Leaves of trees remove atmospheric oxidized VOC by uptaking it through stomota and metabolizing it through enzymatic conversion.

"[D]eciduous tree leaves, such as those from the maple, aspen, and poplar, suck up far more atmospheric pollutants than previously thought. The study concerns the most abundant class of carbon-based particles in the atmosphere, so-called volatile organic compounds (VOCs)... [A] major source [of VOCs] comes from automobile exhaust, coal burning, and other human activities.

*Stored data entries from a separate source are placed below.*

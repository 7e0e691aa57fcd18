//! Async driver of a [`SessionStateMachine`].
//!
//! Each session runs in its own tokio task that consumes a single queue of
//! inputs (transport events, playback callbacks, application calls and tool
//! outcomes), which is the per-session serialization point. Tool handlers run
//! in separate tasks so a long-running tool never delays the processing of
//! `SpeechStarted`. The session clock is the task's monotonic time since
//! start, in milliseconds.

use std::sync::Arc;
use std::time::Duration;

use tokio::sync::{mpsc, oneshot};
use tokio::task::JoinHandle;
use tokio::time::Instant;

use super::{
    InboundEvent, OutboundCommand, SessionError, SessionNotification, SessionResult,
    SessionSnapshot, SessionStateMachine,
};
use crate::core::tools::{ToolDefinition, ToolError, ToolHandler, ToolOutcome};
use crate::core::turn_detect::TurnDetectionPolicy;

/// Capacity of the input and output queues.
const CHANNEL_BUFFER_SIZE: usize = 1024;

/// Everything a session emits, in emission order per input.
#[derive(Debug, Clone, PartialEq)]
pub enum SessionOutput {
    Command(OutboundCommand),
    Notification(SessionNotification),
}

enum Control {
    BeginTurn,
    SubmitTurn,
    SubmitText(String),
    RequestResponse(Option<String>),
    RegisterTool {
        definition: ToolDefinition,
        handler: Arc<dyn ToolHandler>,
        dangerous: bool,
    },
    SetTurnDetection(TurnDetectionPolicy),
    Snapshot,
    Close,
}

enum ControlReply {
    Done,
    ItemId(String),
    Snapshot(Box<SessionSnapshot>),
}

enum SessionInput {
    Event(InboundEvent),
    AudioPlayed { item_id: String, ms_played: u64 },
    ToolFinished(ToolOutcome),
    Control {
        op: Control,
        reply: oneshot::Sender<SessionResult<ControlReply>>,
    },
}

/// Cloneable handle to a running session.
#[derive(Clone)]
pub struct SessionHandle {
    session_id: Arc<str>,
    tx: mpsc::Sender<SessionInput>,
}

impl std::fmt::Debug for SessionHandle {
    fn fmt(&self, f: &mut std::fmt::Formatter<'_>) -> std::fmt::Result {
        f.debug_struct("SessionHandle")
            .field("session_id", &self.session_id)
            .field("closed", &self.tx.is_closed())
            .finish()
    }
}

impl SessionHandle {
    pub fn session_id(&self) -> &str {
        &self.session_id
    }

    pub fn is_closed(&self) -> bool {
        self.tx.is_closed()
    }

    /// Queue a transport event. Events are applied in the order sent.
    pub async fn send_event(&self, event: InboundEvent) -> SessionResult<()> {
        self.tx
            .send(SessionInput::Event(event))
            .await
            .map_err(|_| SessionError::SessionClosed)
    }

    /// Playback-progress callback from the sink.
    pub async fn audio_played(&self, item_id: impl Into<String>, ms_played: u64) -> SessionResult<()> {
        self.tx
            .send(SessionInput::AudioPlayed {
                item_id: item_id.into(),
                ms_played,
            })
            .await
            .map_err(|_| SessionError::SessionClosed)
    }

    pub async fn begin_user_turn(&self) -> SessionResult<()> {
        self.control(Control::BeginTurn).await.map(|_| ())
    }

    pub async fn submit_user_turn(&self) -> SessionResult<()> {
        self.control(Control::SubmitTurn).await.map(|_| ())
    }

    pub async fn submit_user_text(&self, text: impl Into<String>) -> SessionResult<String> {
        match self.control(Control::SubmitText(text.into())).await? {
            ControlReply::ItemId(id) => Ok(id),
            _ => Ok(String::new()),
        }
    }

    pub async fn request_response(&self, instructions: Option<String>) -> SessionResult<()> {
        self.control(Control::RequestResponse(instructions))
            .await
            .map(|_| ())
    }

    pub async fn register_tool(
        &self,
        definition: ToolDefinition,
        handler: Arc<dyn ToolHandler>,
    ) -> SessionResult<()> {
        self.control(Control::RegisterTool {
            definition,
            handler,
            dangerous: false,
        })
        .await
        .map(|_| ())
    }

    pub async fn register_dangerous_tool(
        &self,
        definition: ToolDefinition,
        handler: Arc<dyn ToolHandler>,
    ) -> SessionResult<()> {
        self.control(Control::RegisterTool {
            definition,
            handler,
            dangerous: true,
        })
        .await
        .map(|_| ())
    }

    pub async fn set_turn_detection(&self, policy: TurnDetectionPolicy) -> SessionResult<()> {
        self.control(Control::SetTurnDetection(policy))
            .await
            .map(|_| ())
    }

    pub async fn snapshot(&self) -> SessionResult<SessionSnapshot> {
        match self.control(Control::Snapshot).await? {
            ControlReply::Snapshot(snapshot) => Ok(*snapshot),
            _ => Err(SessionError::SessionClosed),
        }
    }

    /// Close the session and wait until it has processed the request.
    pub async fn close(&self) -> SessionResult<()> {
        self.control(Control::Close).await.map(|_| ())
    }

    async fn control(&self, op: Control) -> SessionResult<ControlReply> {
        let (reply, rx) = oneshot::channel();
        self.tx
            .send(SessionInput::Control { op, reply })
            .await
            .map_err(|_| SessionError::SessionClosed)?;
        rx.await.map_err(|_| SessionError::SessionClosed)?
    }
}

/// Run `machine` on a new task.
///
/// Returns the handle, the stream of outputs, and the task handle. The task
/// ends after [`SessionHandle::close`], when every handle is dropped, or when
/// the output receiver is dropped.
pub fn spawn_session(
    machine: SessionStateMachine,
) -> (
    SessionHandle,
    mpsc::Receiver<SessionOutput>,
    JoinHandle<()>,
) {
    let (tx, rx) = mpsc::channel(CHANNEL_BUFFER_SIZE);
    let (out_tx, out_rx) = mpsc::channel(CHANNEL_BUFFER_SIZE);
    let handle = SessionHandle {
        session_id: Arc::from(machine.session_id()),
        tx: tx.clone(),
    };
    let weak = tx.downgrade();
    drop(tx);

    let task = tokio::spawn(run_session(machine, rx, weak, out_tx));
    (handle, out_rx, task)
}

async fn run_session(
    mut machine: SessionStateMachine,
    mut rx: mpsc::Receiver<SessionInput>,
    weak_tx: mpsc::WeakSender<SessionInput>,
    out_tx: mpsc::Sender<SessionOutput>,
) {
    let clock = Instant::now();
    let now_ms = || clock.elapsed().as_millis() as u64;
    let session_id = machine.session_id().to_string();
    tracing::info!(session_id = %session_id, "Session task started");

    loop {
        let deadline = machine
            .next_deadline()
            .map(|ms| clock + Duration::from_millis(ms));

        let input = tokio::select! {
            input = rx.recv() => match input {
                Some(input) => Some(input),
                None => {
                    tracing::debug!(session_id = %session_id, "All session handles dropped");
                    machine.close(now_ms());
                    flush(&mut machine, &out_tx, &weak_tx).await;
                    break;
                }
            },
            _ = sleep_until(deadline) => None,
        };

        let now = now_ms();
        if let Some(input) = input {
            apply(&mut machine, input, now);
        }
        machine.poll(now);

        if !flush(&mut machine, &out_tx, &weak_tx).await {
            tracing::debug!(session_id = %session_id, "Output receiver dropped");
            machine.close(now_ms());
            break;
        }
        if machine.is_closed() {
            break;
        }
    }

    tracing::info!(session_id = %session_id, "Session task finished");
}

async fn sleep_until(deadline: Option<Instant>) {
    match deadline {
        Some(deadline) => tokio::time::sleep_until(deadline).await,
        None => std::future::pending().await,
    }
}

fn apply(machine: &mut SessionStateMachine, input: SessionInput, now_ms: u64) {
    match input {
        SessionInput::Event(event) => machine.handle_event(event, now_ms),
        SessionInput::AudioPlayed { item_id, ms_played } => {
            machine.on_audio_played(&item_id, ms_played);
        }
        SessionInput::ToolFinished(outcome) => machine.tool_finished(outcome),
        SessionInput::Control { op, reply } => {
            let result = match op {
                Control::BeginTurn => machine.begin_user_turn(now_ms).map(|_| ControlReply::Done),
                Control::SubmitTurn => machine.submit_user_turn(now_ms).map(|_| ControlReply::Done),
                Control::SubmitText(text) => machine.submit_user_text(&text).map(ControlReply::ItemId),
                Control::RequestResponse(instructions) => machine
                    .request_response(instructions)
                    .map(|_| ControlReply::Done),
                Control::RegisterTool {
                    definition,
                    handler,
                    dangerous,
                } => {
                    let result = if dangerous {
                        machine.register_dangerous_tool(definition, handler)
                    } else {
                        machine.register_tool(definition, handler)
                    };
                    result.map(|_| ControlReply::Done)
                }
                Control::SetTurnDetection(policy) => machine
                    .set_turn_detection(policy)
                    .map(|_| ControlReply::Done),
                Control::Snapshot => Ok(ControlReply::Snapshot(Box::new(machine.snapshot()))),
                Control::Close => {
                    machine.close(now_ms);
                    Ok(ControlReply::Done)
                }
            };
            // the caller may have stopped waiting
            let _ = reply.send(result);
        }
    }
}

/// Spawn pending tool executions and forward queued outputs. Returns `false`
/// when nobody is listening any more.
async fn flush(
    machine: &mut SessionStateMachine,
    out_tx: &mpsc::Sender<SessionOutput>,
    weak_tx: &mpsc::WeakSender<SessionInput>,
) -> bool {
    for execution in machine.take_executions() {
        let weak = weak_tx.clone();
        let call_id = execution.call_id.clone();
        let name = execution.name.clone();
        tokio::spawn(async move {
            let outcome = match tokio::spawn(execution.run()).await {
                Ok(outcome) => outcome,
                Err(e) => {
                    tracing::error!(call_id = %call_id, tool = %name, error = %e, "Tool task failed");
                    ToolOutcome::failed(
                        &call_id,
                        &name,
                        ToolError::Execution(format!("tool task failed: {e}")),
                    )
                }
            };
            if let Some(tx) = weak.upgrade() {
                let _ = tx.send(SessionInput::ToolFinished(outcome)).await;
            }
        });
    }

    for command in machine.take_commands() {
        if out_tx.send(SessionOutput::Command(command)).await.is_err() {
            return false;
        }
    }
    for notification in machine.take_notifications() {
        if out_tx
            .send(SessionOutput::Notification(notification))
            .await
            .is_err()
        {
            return false;
        }
    }
    true
}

Some atmospheric VOCs combine with oxygen to form tiny airborne particles called oxygenated VOCs (oVOCs), which insulate the atmosphere and lead to warming...[Scientists] decided to re-examine how deciduous plants interacted with oVOCs...Plants exposed to oVOCs increased their normal uptake of the compounds, absorbing 40% more than expected." (Berkowitz 2010:1)


"In this report, we combine field observations with laboratory experiments and transport modeling in order to investigate the influence of vegetation on the deposition of oxygenated VOCs [volatile organic compounds]. oVOCs represent the most abundant class of organic carbon and profoundly affect the chemical composition in Earth’s oxidizing atmosphere." (Karl 2010:817)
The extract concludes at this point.